[TASK INSTRUCTIONS] Look through the records, and wherever the string "format" turns up, copy out that line.

[RECORDS SHOWN — start]

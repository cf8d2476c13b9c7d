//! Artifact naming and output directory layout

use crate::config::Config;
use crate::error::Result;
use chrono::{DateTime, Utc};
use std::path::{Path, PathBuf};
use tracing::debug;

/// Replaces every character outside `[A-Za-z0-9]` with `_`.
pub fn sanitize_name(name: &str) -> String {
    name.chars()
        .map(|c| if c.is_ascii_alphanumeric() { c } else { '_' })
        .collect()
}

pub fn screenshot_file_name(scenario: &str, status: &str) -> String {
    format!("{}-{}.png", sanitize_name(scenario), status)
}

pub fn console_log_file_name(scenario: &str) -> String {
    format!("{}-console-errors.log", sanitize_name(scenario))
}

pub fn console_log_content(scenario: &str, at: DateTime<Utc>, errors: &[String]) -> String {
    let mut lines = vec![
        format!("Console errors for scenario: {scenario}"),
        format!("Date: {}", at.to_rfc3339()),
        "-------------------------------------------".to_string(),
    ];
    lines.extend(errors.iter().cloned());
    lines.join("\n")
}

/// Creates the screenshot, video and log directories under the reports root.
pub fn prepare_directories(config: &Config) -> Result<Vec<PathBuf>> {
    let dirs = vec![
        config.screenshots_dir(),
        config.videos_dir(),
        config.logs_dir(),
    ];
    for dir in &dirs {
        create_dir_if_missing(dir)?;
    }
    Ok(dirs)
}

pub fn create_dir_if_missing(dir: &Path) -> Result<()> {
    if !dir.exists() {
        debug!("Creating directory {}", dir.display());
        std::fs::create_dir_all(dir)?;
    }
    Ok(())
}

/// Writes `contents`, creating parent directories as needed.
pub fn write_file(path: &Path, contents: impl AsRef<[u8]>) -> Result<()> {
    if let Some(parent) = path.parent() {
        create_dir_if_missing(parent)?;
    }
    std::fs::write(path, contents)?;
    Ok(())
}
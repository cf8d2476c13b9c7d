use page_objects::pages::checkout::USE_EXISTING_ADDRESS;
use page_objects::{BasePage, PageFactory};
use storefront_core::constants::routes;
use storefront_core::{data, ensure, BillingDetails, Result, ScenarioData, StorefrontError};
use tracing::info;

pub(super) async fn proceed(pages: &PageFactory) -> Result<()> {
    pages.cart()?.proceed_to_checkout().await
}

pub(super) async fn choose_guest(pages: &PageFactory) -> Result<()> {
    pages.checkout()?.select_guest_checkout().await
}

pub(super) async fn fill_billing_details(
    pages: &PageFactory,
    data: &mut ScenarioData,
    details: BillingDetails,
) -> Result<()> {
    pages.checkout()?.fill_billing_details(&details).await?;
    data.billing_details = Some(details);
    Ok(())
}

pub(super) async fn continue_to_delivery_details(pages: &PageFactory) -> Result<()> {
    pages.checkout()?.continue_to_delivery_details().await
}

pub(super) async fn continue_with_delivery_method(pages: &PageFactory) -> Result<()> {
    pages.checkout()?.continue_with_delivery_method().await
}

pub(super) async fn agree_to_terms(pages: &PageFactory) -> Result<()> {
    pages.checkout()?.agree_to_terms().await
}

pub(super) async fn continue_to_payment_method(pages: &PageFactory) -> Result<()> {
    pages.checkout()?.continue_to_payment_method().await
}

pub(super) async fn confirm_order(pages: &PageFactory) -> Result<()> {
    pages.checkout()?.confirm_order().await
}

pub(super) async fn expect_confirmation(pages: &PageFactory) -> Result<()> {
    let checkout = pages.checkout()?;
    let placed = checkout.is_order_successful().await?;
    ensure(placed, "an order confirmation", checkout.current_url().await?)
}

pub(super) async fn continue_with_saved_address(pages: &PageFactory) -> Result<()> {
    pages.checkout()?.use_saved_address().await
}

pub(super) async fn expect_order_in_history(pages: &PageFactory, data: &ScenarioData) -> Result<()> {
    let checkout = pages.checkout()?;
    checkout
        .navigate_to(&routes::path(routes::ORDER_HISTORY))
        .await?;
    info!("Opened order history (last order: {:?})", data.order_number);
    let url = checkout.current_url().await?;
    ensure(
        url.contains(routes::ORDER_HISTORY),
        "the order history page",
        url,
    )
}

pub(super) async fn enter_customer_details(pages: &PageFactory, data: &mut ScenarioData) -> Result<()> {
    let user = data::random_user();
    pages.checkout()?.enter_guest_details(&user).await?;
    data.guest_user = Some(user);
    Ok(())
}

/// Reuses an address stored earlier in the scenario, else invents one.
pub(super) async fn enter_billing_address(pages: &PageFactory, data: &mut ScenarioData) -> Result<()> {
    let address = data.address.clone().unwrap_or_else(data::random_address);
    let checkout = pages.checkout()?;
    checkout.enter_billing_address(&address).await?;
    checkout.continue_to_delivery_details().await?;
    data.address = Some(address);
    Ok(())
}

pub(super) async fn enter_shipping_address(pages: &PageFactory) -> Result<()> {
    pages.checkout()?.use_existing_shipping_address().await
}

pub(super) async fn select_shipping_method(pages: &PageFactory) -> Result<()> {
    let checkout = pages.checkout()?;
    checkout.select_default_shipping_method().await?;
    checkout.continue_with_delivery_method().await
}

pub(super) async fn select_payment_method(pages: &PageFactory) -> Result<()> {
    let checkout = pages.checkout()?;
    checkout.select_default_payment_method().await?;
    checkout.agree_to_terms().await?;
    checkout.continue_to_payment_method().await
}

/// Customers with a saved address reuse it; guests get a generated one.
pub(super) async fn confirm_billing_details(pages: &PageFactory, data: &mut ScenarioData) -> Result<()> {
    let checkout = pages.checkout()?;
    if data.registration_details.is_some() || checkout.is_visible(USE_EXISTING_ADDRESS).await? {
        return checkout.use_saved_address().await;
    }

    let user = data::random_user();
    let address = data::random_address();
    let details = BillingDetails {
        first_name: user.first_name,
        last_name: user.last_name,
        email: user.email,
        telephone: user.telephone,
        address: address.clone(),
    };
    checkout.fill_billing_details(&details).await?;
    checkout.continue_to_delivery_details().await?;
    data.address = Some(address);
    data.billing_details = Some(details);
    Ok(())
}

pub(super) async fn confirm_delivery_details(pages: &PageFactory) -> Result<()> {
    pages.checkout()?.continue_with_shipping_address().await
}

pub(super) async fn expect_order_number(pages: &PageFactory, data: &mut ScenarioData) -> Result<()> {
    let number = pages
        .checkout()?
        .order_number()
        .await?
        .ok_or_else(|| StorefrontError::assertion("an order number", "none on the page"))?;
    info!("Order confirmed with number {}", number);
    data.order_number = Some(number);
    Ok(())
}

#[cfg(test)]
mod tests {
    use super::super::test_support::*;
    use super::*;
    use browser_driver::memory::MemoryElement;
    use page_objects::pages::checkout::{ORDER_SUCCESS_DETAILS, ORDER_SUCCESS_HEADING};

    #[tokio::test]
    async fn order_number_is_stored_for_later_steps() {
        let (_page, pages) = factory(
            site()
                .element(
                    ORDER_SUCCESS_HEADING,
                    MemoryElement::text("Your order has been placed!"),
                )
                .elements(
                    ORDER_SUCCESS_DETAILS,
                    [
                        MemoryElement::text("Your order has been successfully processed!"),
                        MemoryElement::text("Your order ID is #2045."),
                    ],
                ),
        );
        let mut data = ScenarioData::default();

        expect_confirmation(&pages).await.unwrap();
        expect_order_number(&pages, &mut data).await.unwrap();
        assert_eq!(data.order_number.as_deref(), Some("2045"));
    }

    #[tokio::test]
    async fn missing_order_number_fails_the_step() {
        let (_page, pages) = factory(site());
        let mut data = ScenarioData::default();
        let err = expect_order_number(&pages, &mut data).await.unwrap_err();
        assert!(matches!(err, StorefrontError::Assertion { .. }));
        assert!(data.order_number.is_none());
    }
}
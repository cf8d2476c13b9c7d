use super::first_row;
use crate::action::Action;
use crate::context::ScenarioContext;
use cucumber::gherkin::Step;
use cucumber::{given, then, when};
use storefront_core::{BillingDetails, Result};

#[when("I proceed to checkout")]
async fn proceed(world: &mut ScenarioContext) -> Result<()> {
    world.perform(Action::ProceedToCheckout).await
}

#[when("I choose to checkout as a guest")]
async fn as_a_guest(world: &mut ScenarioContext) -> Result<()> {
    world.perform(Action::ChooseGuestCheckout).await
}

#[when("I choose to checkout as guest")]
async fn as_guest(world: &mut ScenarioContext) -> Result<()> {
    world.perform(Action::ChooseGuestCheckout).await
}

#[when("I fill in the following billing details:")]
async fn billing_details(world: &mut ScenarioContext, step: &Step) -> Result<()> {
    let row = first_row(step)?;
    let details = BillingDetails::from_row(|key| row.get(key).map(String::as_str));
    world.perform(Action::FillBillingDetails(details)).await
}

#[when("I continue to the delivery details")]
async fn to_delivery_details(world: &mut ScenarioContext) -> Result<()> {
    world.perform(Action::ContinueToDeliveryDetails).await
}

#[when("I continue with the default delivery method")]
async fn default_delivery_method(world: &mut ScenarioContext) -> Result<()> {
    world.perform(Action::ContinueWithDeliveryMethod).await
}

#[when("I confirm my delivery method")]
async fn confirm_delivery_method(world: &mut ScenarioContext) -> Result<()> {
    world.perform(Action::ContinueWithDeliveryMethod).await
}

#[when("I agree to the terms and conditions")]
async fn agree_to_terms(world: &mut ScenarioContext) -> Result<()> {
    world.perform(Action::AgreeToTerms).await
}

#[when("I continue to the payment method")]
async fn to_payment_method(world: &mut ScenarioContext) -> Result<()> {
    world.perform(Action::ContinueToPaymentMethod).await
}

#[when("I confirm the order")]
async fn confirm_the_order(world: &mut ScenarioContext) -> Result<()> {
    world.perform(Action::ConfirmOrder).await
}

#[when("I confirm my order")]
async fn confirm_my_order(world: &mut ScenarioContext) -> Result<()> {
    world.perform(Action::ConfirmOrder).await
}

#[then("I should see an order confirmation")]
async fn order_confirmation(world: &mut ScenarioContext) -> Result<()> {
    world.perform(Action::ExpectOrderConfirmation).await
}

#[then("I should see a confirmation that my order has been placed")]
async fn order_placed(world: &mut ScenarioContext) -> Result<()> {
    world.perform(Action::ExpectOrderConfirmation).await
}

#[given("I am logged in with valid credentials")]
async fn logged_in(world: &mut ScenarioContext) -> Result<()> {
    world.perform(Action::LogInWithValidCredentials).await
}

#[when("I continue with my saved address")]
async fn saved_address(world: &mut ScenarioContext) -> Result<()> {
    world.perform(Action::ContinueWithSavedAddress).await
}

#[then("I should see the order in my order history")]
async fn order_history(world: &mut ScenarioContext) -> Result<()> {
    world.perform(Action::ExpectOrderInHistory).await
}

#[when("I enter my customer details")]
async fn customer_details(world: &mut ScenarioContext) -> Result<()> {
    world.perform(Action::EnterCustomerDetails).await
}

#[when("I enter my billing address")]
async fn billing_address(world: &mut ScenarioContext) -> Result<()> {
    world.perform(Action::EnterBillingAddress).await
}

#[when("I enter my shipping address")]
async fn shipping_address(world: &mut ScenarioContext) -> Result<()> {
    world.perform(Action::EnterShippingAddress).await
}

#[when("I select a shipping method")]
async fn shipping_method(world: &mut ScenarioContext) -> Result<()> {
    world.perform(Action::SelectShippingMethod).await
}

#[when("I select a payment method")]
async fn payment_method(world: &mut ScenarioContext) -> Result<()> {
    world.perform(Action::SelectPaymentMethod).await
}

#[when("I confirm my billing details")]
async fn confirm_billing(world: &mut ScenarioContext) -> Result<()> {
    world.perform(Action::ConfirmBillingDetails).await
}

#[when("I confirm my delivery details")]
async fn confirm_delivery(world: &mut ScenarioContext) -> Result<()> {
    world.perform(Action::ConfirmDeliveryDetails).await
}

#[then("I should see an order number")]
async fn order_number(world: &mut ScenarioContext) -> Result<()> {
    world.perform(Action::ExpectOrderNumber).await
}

[RECORDS SHOWN — finish]

[RESULT OF THE TASK]
    format!("{}-{}.png", sanitize_name(scenario), status)
    format!("{}-console-errors.log", sanitize_name(scenario))
        format!("Console errors for scenario: {scenario}"),
        format!("Date: {}", at.to_rfc3339()),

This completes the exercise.